In kidneys with pre-existing renal artery disease and established collateral circulation, renal artery occlusion may not result in renal infarction or may only cause small-scale infarction, with mild clinical symptoms.
Acute occlusion of the main renal artery or major branches can lead to renal infarction, presenting as severe ipsilateral flank or costovertebral pain, nausea, emesis, and hematuria. Pain may also be located in the abdomen, back, or chest, and up to half of patients may not experience any pain. Anuria suggests bilateral renal involvement or occlusion of the main renal artery in a solitary kidney. Urinalysis often shows hematuria and mild proteinuria. Blood tests typically reveal non-specific findings, such as elevated white blood cell counts, as well as increased serum aspartate aminotransferase (AST), lactate dehydrogenase (LDH), and alkaline phosphatase (ALP). Elevated urinary LDH levels are relatively specific for diagnosing renal artery occlusion. In cases of unilateral renal infarction, serum creatinine and blood urea nitrogen levels may show transient elevations. However, bilateral renal infarction or infarction in a solitary kidney can lead to more severe and prolonged renal dysfunction.
Diagnosis
Non-contrast and contrast-enhanced CT scans are reliable diagnostic tools for renal artery occlusion, offering rapid and accurate detection while also identifying potential associated trauma. Contrast-enhanced CT can reveal filling defects in the main renal artery or its branches and a lack of enhancement in the renal tissue supplied by the affected artery. In patients with an eGFR <30 mL/min, the risk of contrast-induced nephropathy is high, and the use of iodinated contrast agents is generally avoided. Contrast-enhanced MR imaging provides high diagnostic accuracy and can serve as an alternative to CT. However, in patients with CKD stage 3b or higher, gadolinium-based contrast agents are contraindicated. Radionuclide renography, which can demonstrate segmental or extensive renal perfusion defects, was once widely used for diagnosing renal artery occlusion but has largely been replaced by CT and MR imaging. Ultrasound has low sensitivity and is not recommended for diagnosis. Interventional angiography, while invasive and associated with some risks, can be used when the diagnosis is uncertain or when percutaneous revascularization is being considered.

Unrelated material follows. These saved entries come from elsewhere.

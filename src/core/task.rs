//! Task data model.
//!
//! A [`TaskDefinition`] is the immutable request submitted to the
//! coordinator; a [`TaskExecution`] is the mutable record that tracks one
//! submission through agent selection, execution and retries.

use chrono::{DateTime, Utc};
use serde::{Deserialize, Serialize};
use std::collections::BTreeSet;
use uuid::Uuid;

/// Retry ceiling for critical tasks.
pub const CRITICAL_RETRY_CEILING: u32 = 5;

/// Retry ceiling for every other priority.
pub const DEFAULT_RETRY_CEILING: u32 = 3;

/// Importance of an agent or task.
#[derive(Debug, Clone, Copy, PartialEq, Eq, Hash, Serialize, Deserialize, Default)]
#[serde(rename_all = "lowercase")]
pub enum Priority {
    Critical,
    High,
    #[default]
    Medium,
    Low,
}

impl Priority {
    /// Numeric rank used for agent selection: higher is more important.
    pub fn rank(&self) -> u8 {
        match self {
            Priority::Critical => 4,
            Priority::High => 3,
            Priority::Medium => 2,
            Priority::Low => 1,
        }
    }

    /// Number of re-submissions the coordinator allows for a task of this priority.
    pub fn retry_ceiling(&self) -> u32 {
        match self {
            Priority::Critical => CRITICAL_RETRY_CEILING,
            _ => DEFAULT_RETRY_CEILING,
        }
    }
}

impl std::fmt::Display for Priority {
    fn fmt(&self, f: &mut std::fmt::Formatter<'_>) -> std::fmt::Result {
        match self {
            Priority::Critical => write!(f, "critical"),
            Priority::High => write!(f, "high"),
            Priority::Medium => write!(f, "medium"),
            Priority::Low => write!(f, "low"),
        }
    }
}

/// Unique identifier for a task execution record.
///
/// Uses UUID v4 for generation and provides a short form display
/// for human-readable output.
#[derive(Debug, Clone, Copy, PartialEq, Eq, Hash, Serialize, Deserialize)]
#[serde(transparent)]
pub struct ExecutionId(pub Uuid);

impl ExecutionId {
    /// Create a new unique execution identifier.
    pub fn new() -> Self {
        Self(Uuid::new_v4())
    }

    /// Return first 8 characters of the UUID for display.
    pub fn short(&self) -> String {
        self.0.to_string()[..8].to_string()
    }
}

impl Default for ExecutionId {
    fn default() -> Self {
        Self::new()
    }
}

impl std::fmt::Display for ExecutionId {
    fn fmt(&self, f: &mut std::fmt::Formatter<'_>) -> std::fmt::Result {
        write!(f, "{}", self.0)
    }
}

impl std::str::FromStr for ExecutionId {
    type Err = uuid::Error;

    fn from_str(s: &str) -> std::result::Result<Self, Self::Err> {
        Ok(Self(Uuid::parse_str(s)?))
    }
}

/// Immutable description of a unit of work.
#[derive(Debug, Clone, PartialEq, Serialize, Deserialize)]
pub struct TaskDefinition {
    pub id: String,
    pub name: String,
    /// Capabilities an agent must hold (all of them) to be eligible.
    #[serde(default)]
    pub required_capabilities: BTreeSet<String>,
    #[serde(default)]
    pub priority: Priority,
    /// Opaque payload handed to the agent's `execute`.
    #[serde(default)]
    pub config: serde_json::Value,
}

impl TaskDefinition {
    pub fn new(id: &str, name: &str) -> Self {
        Self {
            id: id.to_string(),
            name: name.to_string(),
            required_capabilities: BTreeSet::new(),
            priority: Priority::default(),
            config: serde_json::Value::Null,
        }
    }

    pub fn with_capabilities<I, S>(mut self, capabilities: I) -> Self
    where
        I: IntoIterator<Item = S>,
        S: Into<String>,
    {
        self.required_capabilities = capabilities.into_iter().map(Into::into).collect();
        self
    }

    pub fn with_priority(mut self, priority: Priority) -> Self {
        self.priority = priority;
        self
    }

    pub fn with_config(mut self, config: serde_json::Value) -> Self {
        self.config = config;
        self
    }

    pub fn retry_ceiling(&self) -> u32 {
        self.priority.retry_ceiling()
    }
}

/// Status of a task execution.
#[derive(Debug, Clone, Copy, PartialEq, Eq, Serialize, Deserialize, Default)]
#[serde(rename_all = "snake_case")]
pub enum ExecutionStatus {
    #[default]
    Pending,
    Running,
    Completed,
    Failed,
}

impl std::fmt::Display for ExecutionStatus {
    fn fmt(&self, f: &mut std::fmt::Formatter<'_>) -> std::fmt::Result {
        match self {
            ExecutionStatus::Pending => write!(f, "pending"),
            ExecutionStatus::Running => write!(f, "running"),
            ExecutionStatus::Completed => write!(f, "completed"),
            ExecutionStatus::Failed => write!(f, "failed"),
        }
    }
}

/// Mutable record of one task submission.
#[derive(Debug, Clone, Serialize, Deserialize)]
pub struct TaskExecution {
    pub id: ExecutionId,
    pub task_id: String,
    /// Agent bound to the most recent attempt.
    pub agent_id: Option<String>,
    pub status: ExecutionStatus,
    pub start_time: DateTime<Utc>,
    pub end_time: Option<DateTime<Utc>>,
    pub duration_ms: Option<u64>,
    /// Number of re-submissions so far.
    pub retries: u32,
    /// 0-100.
    pub progress: u8,
    pub result: Option<serde_json::Value>,
    pub error: Option<String>,
}

impl TaskExecution {
    /// Create a pending execution for the given task.
    pub fn new(task: &TaskDefinition) -> Self {
        Self {
            id: ExecutionId::new(),
            task_id: task.id.clone(),
            agent_id: None,
            status: ExecutionStatus::Pending,
            start_time: Utc::now(),
            end_time: None,
            duration_ms: None,
            retries: 0,
            progress: 0,
            result: None,
            error: None,
        }
    }

    /// Bind an agent and mark the execution running.
    pub fn start(&mut self, agent_id: &str) {
        self.agent_id = Some(agent_id.to_string());
        self.status = ExecutionStatus::Running;
        self.start_time = Utc::now();
        self.end_time = None;
        self.duration_ms = None;
        self.error = None;
    }

    pub fn complete(&mut self, result: serde_json::Value) {
        self.status = ExecutionStatus::Completed;
        self.progress = 100;
        self.result = Some(result);
        self.stamp_end();
    }

    pub fn fail(&mut self, error: &str) {
        self.status = ExecutionStatus::Failed;
        self.error = Some(error.to_string());
        self.stamp_end();
    }

    /// Count a retry and put the record back to pending.
    pub fn reset_for_retry(&mut self) {
        self.retries += 1;
        self.status = ExecutionStatus::Pending;
        self.progress = 0;
    }

    pub fn is_finished(&self) -> bool {
        matches!(
            self.status,
            ExecutionStatus::Completed | ExecutionStatus::Failed
        )
    }

    fn stamp_end(&mut self) {
        let end = Utc::now();
        let elapsed = (end - self.start_time).num_milliseconds().max(0);
        self.end_time = Some(end);
        self.duration_ms = Some(elapsed as u64);
    }
}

In addition, echocardiography is necessary to evaluate for intracardiac thrombi in patients suspected of thrombotic renal artery occlusion. For cases of non-traumatic thrombosis leading to renal artery occlusion, it is important to assess for the presence of prothrombotic conditions, vasculitis, or progressive atherosclerosis.
Treatment
Restoring vascular patency as quickly as possible is the primary focus of treatment for acute renal artery embolism or thrombosis.
Treatment for non-traumatic renal artery thrombosis includes systemic anticoagulation with heparin or low-molecular-weight heparin for 7–10 days. Oral warfarin is typically initiated on the third day of anticoagulation and continued for one year, maintaining an INR between 2.0 and 3.0. The efficacy and safety of other novel direct oral anticoagulants have not yet been fully established. In addition, percutaneous renal artery interventions, including thrombolysis, thrombectomy, and stent placement, can successfully treat acute renal artery occlusion, although there is a lack of randomized controlled trials (RCTs) comparing these interventions with medical therapy. Surgical vascular reconstruction carries a higher mortality rate compared to medical therapy and does not improve the success rate of renal function recovery. Therefore, it is not recommended as a first-line treatment and is only considered in cases of bilateral renal artery embolism or embolism involving a solitary kidney.
For traumatic renal artery thrombosis, surgical intervention is the preferred treatment, and early intervention is critical for preserving renal function.
Blood pressure should be managed through appropriate pharmacological therapy in cases of renal artery embolism or thrombosis. Adequate fluid hydration is also necessary.